- WORK ORDER -
Please copy out the records that follow exactly as they stand.

--- DATA EXTRACT Enclosed Below ---

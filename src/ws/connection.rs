use crate::ws::{BATCH_INTERVAL, BATCH_MAX_SIZE, RATE_LIMITER_MILLIS, TIMEOUT_DURATION_SECONDS};
use crate::{
    core::AppState,
    dtos::{ClientEvent, Outbound, ServerEvent},
    entities::User,
    ws::{announce_room, event_handlers::process_event, usermap::InternalSignal},
};
use axum::extract::ws::{Message, Utf8Bytes, WebSocket};
use futures_util::stream::{SplitSink, SplitStream};
use futures_util::{SinkExt, StreamExt};
use std::sync::Arc;
use tokio::sync::mpsc::{UnboundedReceiver, UnboundedSender, unbounded_channel};
use tokio::time::{Duration, interval, timeout};
use tokio_stream::StreamMap;
use tokio_stream::wrappers::BroadcastStream;
use tracing::{debug, error, info, instrument, warn};

#[instrument(skip(ws, state, user), fields(user_id = user.user_id))]
pub async fn handle_socket(ws: WebSocket, state: Arc<AppState>, user: User) {
    info!("WebSocket connection established");

    let (ws_tx, ws_rx) = ws.split();
    let (int_tx, int_rx) = unbounded_channel::<InternalSignal>();

    state.users_online.register_online(user.user_id, int_tx.clone());

    tokio::spawn(listen_ws(user.clone(), ws_rx, int_tx, state.clone()));
    tokio::spawn(write_ws(user.user_id, ws_tx, int_rx, state));
}

#[instrument(skip(websocket_tx, internal_rx, state))]
pub async fn write_ws(
    user_id: i64,
    mut websocket_tx: SplitSink<WebSocket, Message>,
    mut internal_rx: UnboundedReceiver<InternalSignal>,
    state: Arc<AppState>,
) {
    debug!("Write task started");

    let mut stream_map: StreamMap<String, BroadcastStream<Arc<Outbound>>> = StreamMap::new();
    let mut batch: Vec<Arc<Outbound>> = Vec::new();
    let mut interval = interval(Duration::from_millis(BATCH_INTERVAL));
    interval.tick().await; // first tick fires immediately

    'external: loop {
        tokio::select! {
            Some((room, result)) = tokio_stream::StreamExt::next(&mut stream_map) => {
                match result {
                    Ok(outbound) if outbound.is_for(user_id) => {
                        batch.push(outbound);
                        if batch.len() >= BATCH_MAX_SIZE {
                            if send_batch(&mut websocket_tx, &batch).await.is_err() {
                                warn!("Failed to send batch, closing connection");
                                break 'external;
                            }
                            batch.clear();
                        }
                    }
                    Ok(_) => {}
                    Err(lagged) => warn!(room = %room, "Room receiver lagged: {:?}", lagged),
                }
            }

            _ = interval.tick() => {
                if !batch.is_empty() {
                    if send_batch(&mut websocket_tx, &batch).await.is_err() {
                        warn!("Failed to send batch on interval, closing connection");
                        break 'external;
                    }
                    batch.clear();
                }
            }

            signal = internal_rx.recv() => {
                match signal {
                    Some(InternalSignal::Shutdown) | None => {
                        info!("Writer shutting down");
                        break 'external;
                    }
                    Some(InternalSignal::JoinRoom(room, rx)) => {
                        info!(room = %room, "Joining room");
                        if stream_map.insert(room.clone(), BroadcastStream::new(rx)).is_some() {
                            // re-join: the previous subscription was just dropped
                            state.rooms.leave(&room, user_id);
                        }
                    }
                    Some(InternalSignal::LeaveRoom(room)) => {
                        if stream_map.remove(&room).is_some() {
                            info!(room = %room, "Leaving room");
                            state.rooms.leave(&room, user_id);
                            announce_room(&state, &room);
                        }
                    }
                    Some(InternalSignal::Event(outbound)) => {
                        batch.push(outbound);
                        if batch.len() >= BATCH_MAX_SIZE {
                            if send_batch(&mut websocket_tx, &batch).await.is_err() {
                                warn!("Failed to send batch, closing connection");
                                break 'external;
                            }
                            batch.clear();
                        }
                    }
                }
            }
        }
    }

    if !batch.is_empty() {
        let _ = send_batch(&mut websocket_tx, &batch).await;
    }

    let rooms: Vec<String> = stream_map.keys().cloned().collect();
    drop(stream_map);
    for room in rooms {
        state.rooms.leave(&room, user_id);
        announce_room(&state, &room);
    }

    info!("Write task terminated");
}

/// Sends the batch as one JSON array frame
async fn send_batch(
    websocket_tx: &mut SplitSink<WebSocket, Message>,
    batch: &[Arc<Outbound>],
) -> Result<(), axum::Error> {
    let events: Vec<&ServerEvent> = batch.iter().map(|outbound| &outbound.event).collect();
    let json = serde_json::to_string(&events).map_err(|e| {
        error!("Failed to serialize batch: {:?}", e);
        axum::Error::new(e)
    })?;
    websocket_tx
        .send(Message::Text(Utf8Bytes::from(json)))
        .await
        .map_err(|e| {
            error!("Failed to send batch through WebSocket: {:?}", e);
            e
        })
}

#[instrument(skip(user, websocket_rx, internal_tx, state), fields(user_id = user.user_id))]
pub async fn listen_ws(
    user: User,
    mut websocket_rx: SplitStream<WebSocket>,
    internal_tx: UnboundedSender<InternalSignal>,
    state: Arc<AppState>,
) {
    debug!("Listen task started");

    let mut rate_limiter = interval(Duration::from_millis(RATE_LIMITER_MILLIS));
    let timeout_duration = Duration::from_secs(TIMEOUT_DURATION_SECONDS);

    loop {
        match timeout(timeout_duration, StreamExt::next(&mut websocket_rx)).await {
            Ok(Some(msg_result)) => {
                rate_limiter.tick().await;

                let msg = match msg_result {
                    Ok(m) => m,
                    Err(e) => {
                        warn!("WebSocket error: {:?}", e);
                        break;
                    }
                };

                match msg {
                    Message::Text(text) => match serde_json::from_str::<ClientEvent>(&text) {
                        Ok(event) => process_event(&state, &user, &internal_tx, event).await,
                        Err(e) => {
                            warn!("Failed to deserialize client event: {}", e);
                            let _ = internal_tx.send(InternalSignal::event(ServerEvent::Error {
                                code: 400,
                                message: "Malformed event".to_string(),
                            }));
                        }
                    },
                    Message::Close(_) => {
                        info!("Close message received");
                        break;
                    }
                    _ => {}
                }
            }
            Ok(None) => {
                info!("WebSocket stream ended");
                break;
            }
            Err(_) => {
                warn!(timeout_secs = TIMEOUT_DURATION_SECONDS, "Connection timeout");
                break;
            }
        }
    }

    let _ = internal_tx.send(InternalSignal::Shutdown);
    state.users_online.remove_from_online(user.user_id, &internal_tx);
    info!("Listen task terminated");
}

--- End of Enclosed DATA EXTRACT ---

- RESPONSE TO THE EXERCISE -
filename src/ws/connection.rs
use crate::ws::{BATCH_INTERVAL, BATCH_MAX_SIZE, RATE_LIMITER_MILLIS, TIMEOUT_DURATION_SECONDS};
use crate::{
    core::AppState,
    dtos::{ClientEvent, Outbound, ServerEvent},
    entities::User,
    ws::{announce_room, event_handlers::process_event, usermap::InternalSignal},
};
use axum::extract::ws::{Message, Utf8Bytes, WebSocket};
use futures_util::stream::{SplitSink, SplitStream};
use futures_util::{SinkExt, StreamExt};
use std::sync::Arc;
use tokio::sync::mpsc::{UnboundedReceiver, UnboundedSender, unbounded_channel};
use tokio::time::{Duration, interval, timeout};
use tokio_stream::StreamMap;
use tokio_stream::wrappers::BroadcastStream;
use tracing::{debug, error, info, instrument, warn};

#[instrument(skip(ws, state, user), fields(user_id = user.user_id))]
pub async fn handle_socket(ws: WebSocket, state: Arc<AppState>, user: User) {
    info!("WebSocket connection established");

    let (ws_tx, ws_rx) = ws.split();
    let (int_tx, int_rx) = unbounded_channel::<InternalSignal>();

    state.users_online.register_online(user.user_id, int_tx.clone());

    tokio::spawn(listen_ws(user.clone(), ws_rx, int_tx, state.clone()));
    tokio::spawn(write_ws(user.user_id, ws_tx, int_rx, state));
}

#[instrument(skip(websocket_tx, internal_rx, state))]
pub async fn write_ws(
    user_id: i64,
    mut websocket_tx: SplitSink<WebSocket, Message>,
    mut internal_rx: UnboundedReceiver<InternalSignal>,
    state: Arc<AppState>,
) {
    debug!("Write task started");

    let mut stream_map: StreamMap<String, BroadcastStream<Arc<Outbound>>> = StreamMap::new();
    let mut batch: Vec<Arc<Outbound>> = Vec::new();
    let mut interval = interval(Duration::from_millis(BATCH_INTERVAL));
    interval.tick().await; // first tick fires immediately

    'external: loop {
        tokio::select! {
            Some((room, result)) = tokio_stream::StreamExt::next(&mut stream_map) => {
                match result {
                    Ok(outbound) if outbound.is_for(user_id) => {
                        batch.push(outbound);
                        if batch.len() >= BATCH_MAX_SIZE {
                            if send_batch(&mut websocket_tx, &batch).await.is_err() {
                                warn!("Failed to send batch, closing connection");
                                break 'external;
                            }
                            batch.clear();
                        }
                    }
                    Ok(_) => {}
                    Err(lagged) => warn!(room = %room, "Room receiver lagged: {:?}", lagged),
                }
            }

            _ = interval.tick() => {
                if !batch.is_empty() {
                    if send_batch(&mut websocket_tx, &batch).await.is_err() {
                        warn!("Failed to send batch on interval, closing connection");
                        break 'external;
                    }
                    batch.clear();
                }
            }

            signal = internal_rx.recv() => {
                match signal {
                    Some(InternalSignal::Shutdown) | None => {
                        info!("Writer shutting down");
                        break 'external;
                    }
                    Some(InternalSignal::JoinRoom(room, rx)) => {
                        info!(room = %room, "Joining room");
                        if stream_map.insert(room.clone(), BroadcastStream::new(rx)).is_some() {
                            // re-join: the previous subscription was just dropped
                            state.rooms.leave(&room, user_id);
                        }
                    }
                    Some(InternalSignal::LeaveRoom(room)) => {
                        if stream_map.remove(&room).is_some() {
                            info!(room = %room, "Leaving room");
                            state.rooms.leave(&room, user_id);
                            announce_room(&state, &room);
                        }
                    }
                    Some(InternalSignal::Event(outbound)) => {
                        batch.push(outbound);
                        if batch.len() >= BATCH_MAX_SIZE {
                            if send_batch(&mut websocket_tx, &batch).await.is_err() {
                                warn!("Failed to send batch, closing connection");
                                break 'external;
                            }
                            batch.clear();
                        }
                    }
                }
            }
        }
    }

    if !batch.is_empty() {
        let _ = send_batch(&mut websocket_tx, &batch).await;
    }

    let rooms: Vec<String> = stream_map.keys().cloned().collect();
    drop(stream_map);
    for room in rooms {
        state.rooms.leave(&room, user_id);
        announce_room(&state, &room);
    }

    info!("Write task terminated");
}

/// Sends the batch as one JSON array frame
async fn send_batch(
    websocket_tx: &mut SplitSink<WebSocket, Message>,
    batch: &[Arc<Outbound>],
) -> Result<(), axum::Error> {
    let events: Vec<&ServerEvent> = batch.iter().map(|outbound| &outbound.event).collect();
    let json = serde_json::to_string(&events).map_err(|e| {
        error!("Failed to serialize batch: {:?}", e);
        axum::Error::new(e)
    })?;
    websocket_tx
        .send(Message::Text(Utf8Bytes::from(json)))
        .await
        .map_err(|e| {
            error!("Failed to send batch through WebSocket: {:?}", e);
            e
        })
}

#[instrument(skip(user, websocket_rx, internal_tx, state), fields(user_id = user.user_id))]
pub async fn listen_ws(
    user: User,
    mut websocket_rx: SplitStream<WebSocket>,
    internal_tx: UnboundedSender<InternalSignal>,
    state: Arc<AppState>,
) {
    debug!("Listen task started");

    let mut rate_limiter = interval(Duration::from_millis(RATE_LIMITER_MILLIS));
    let timeout_duration = Duration::from_secs(TIMEOUT_DURATION_SECONDS);

    loop {
        match timeout(timeout_duration, StreamExt::next(&mut websocket_rx)).await {
            Ok(Some(msg_result)) => {
                rate_limiter.tick().await;

                let msg = match msg_result {
                    Ok(m) => m,
                    Err(e) => {
                        warn!("WebSocket error: {:?}", e);
                        break;
                    }
                };

                match msg {
                    Message::Text(text) => match serde_json::from_str::<ClientEvent>(&text) {
                        Ok(event) => process_event(&state, &user, &internal_tx, event).await,
                        Err(e) => {
                            warn!("Failed to deserialize client event: {}", e);
                            let _ = internal_tx.send(InternalSignal::event(ServerEvent::Error {
                                code: 400,
                                message: "Malformed event".to_string(),
                            }));
                        }
                    },
                    Message::Close(_) => {
                        info!("Close message received");
                        break;
                    }
                    _ => {}
                }
            }
            Ok(None) => {
                info!("WebSocket stream ended");
                break;
            }
            Err(_) => {
                warn!(timeout_secs = TIMEOUT_DURATION_SECONDS, "Connection timeout");
                break;
            }
        }
    }

    let _ = internal_tx.send(InternalSignal::Shutdown);
    state.users_online.remove_from_online(user.user_id, &internal_tx);
    info!("Listen task terminated");
}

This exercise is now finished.